Two of my favourite artists of all time and both definite 5s. Forgive the epic post, there is so much to say.
John Coltrane
I got into JC years ago, following the path from
Miles Davis who was the first jazz artist to grab me. Given his relatively short career (just ten years releasing records as a leader) there is an extraordinary depth and variety of music and one of the most thrilling ‘journeys’ (sorry) in musical history. From the early records where he was clearly operating in a bebop world, albeit already playing with more intensity than almost everyone, by the time of Blue Trane and Giant Steps (about 18 months into his solo career) he is absorbing modal forms and beginning to make music which, although rooted in jazz traditions, has a mysterious other-worldly quality that is unique.
With A Love Supreme he then produced one of the great artistic expressions of the twentieth century - intense, spiritual, deeply moving.
The albums he made in that period 1960-65 represent one of the most amazing creative periods of any artist ever - My Favourite Things, Olé, Africa/Brass, Coltrane, the album with Duke Ellington, Impressions, Crescent, A Love Supreme and The John Coltrane Quartet Plays are all masterpieces.
After that he went questing even further into the avant-garde and it’s not always easy to follow him, but all of the music he made, however ‘difficult’ it is at times had a unique and undefinable quality of emotional connection that the avant garde sometimes lacks. He never recorded a bar of music that didn’t have some value to it.
Alice Coltrane
I kick myself for taking so long to to appreciate Alice Coltrane but she now means as much to me as John does, and in fact I probably listen to her more these days. Partly it’s probably (lamentable and inexcusable) sexism to not take a musician seriously just because she was the wife of a titan. It doesn’t help that she was brought into JC’s band to replace McCoy Tyner, one of the great jazz pianists of all time. She’s an accomplished pianist by any standards, but she’s not McCoy Tyner. She’s no Linda McCartney either though, and her music after John’s death needs to be considered on its own terms.
‘Spiritual Jazz’ has become a bit of an annoying marketing buzz term but no-one encapsulates it better than Alice Coltrane. She was someone who devoted her life to her religion, spending twenty years as the spiritual leader of a Vedic ashram. Her music reflects that - a deeply felt attempt to express her religious devotion and also to blend jazz traditions with eastern influences. It makes for a heady and deeply unusual blend - her own playing on harp, piano and organ is blended with top-quality jazz rhythm sections and often with top notch horn players in the JC tradition, but there are also Indian instruments and Hindu devotional chants as well and often complex and rich string arrangements just to make things even more interesting. Song structures come from the blues but also from ragas and from western classical music.
Probably her very best records (and certainly the most accessible) are three she made with two of JC’s most brilliant saxophone disciples Pharoah Sanders and Joe Henderson. Journey in Satchidananda (with Sanders)is a masterpiece but Ptah the El Daoud (with both Sanders and Henderson) runs it close. Elements (credited to Henderson but with Alice as an influential sidewoman) is a ridiculously funky and brilliant record too.
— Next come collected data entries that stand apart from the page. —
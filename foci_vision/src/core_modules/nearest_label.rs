// THEORY:
// The nearest-label search answers "which nucleus is this stray spot closest to?"
// without computing any distance transform. It inspects square windows centred on
// the query point, growing the half-side by one pixel per step, and stops at the
// first window that contains any label.
//
// The result is the *largest* label value inside that window, not the most frequent
// or the geometrically closest one. This coarse tie-break is part of the contract:
// changing it would reassign spots that sit between two nuclei.

use crate::core_modules::label_volume::Point2D;
use ndarray::{ArrayView2, s};

/// Finds the largest label in the smallest window around `point` that has any label.
///
/// The half-side starts at 1 and grows while it stays below `max_radius`. Windows are
/// clipped to the plane. `None` means no label was found within the radius and the
/// caller must leave the spot unassigned.
pub fn nearest_label(plane: ArrayView2<u32>, point: Point2D, max_radius: usize) -> Option<u32> {
    let (width, height) = plane.dim();
    if width == 0 || height == 0 {
        return None;
    }

    let mut half_side = 1;
    while half_side < max_radius {
        let x0 = point.x.saturating_sub(half_side);
        let x1 = (point.x + half_side).min(width - 1);
        let y0 = point.y.saturating_sub(half_side);
        let y1 = (point.y + half_side).min(height - 1);

        if x0 <= x1 && y0 <= y1 {
            let best = plane
                .slice(s![x0..=x1, y0..=y1])
                .iter()
                .copied()
                .max()
                .unwrap_or(0);
            if best != 0 {
                return Some(best);
            }
        }
        half_side += 1;
    }

    None
}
There are classics throughout her career though. Early on she made some quite sparse, almost straight jazz,
albums which are well worth listening to. I’m a big fan of her three Warner’s albums from the mid 70s (recently rereleased as a two CD set) on which she is particularly brilliant on organ. Later in her life she made some music for devotional purposes which was never released commercially at the time but was recently compiled on the amazing World Spiritual Classics: Volume I: The Ecstatic Music of Alice Coltrane Turiyasangitananda, a record which I think won her a lot of new fans.
All I can say is that if you have not listened to John and Alice Coltrane you definitely should. It will enrich your life in extraordinary ways and remind you of what music can be.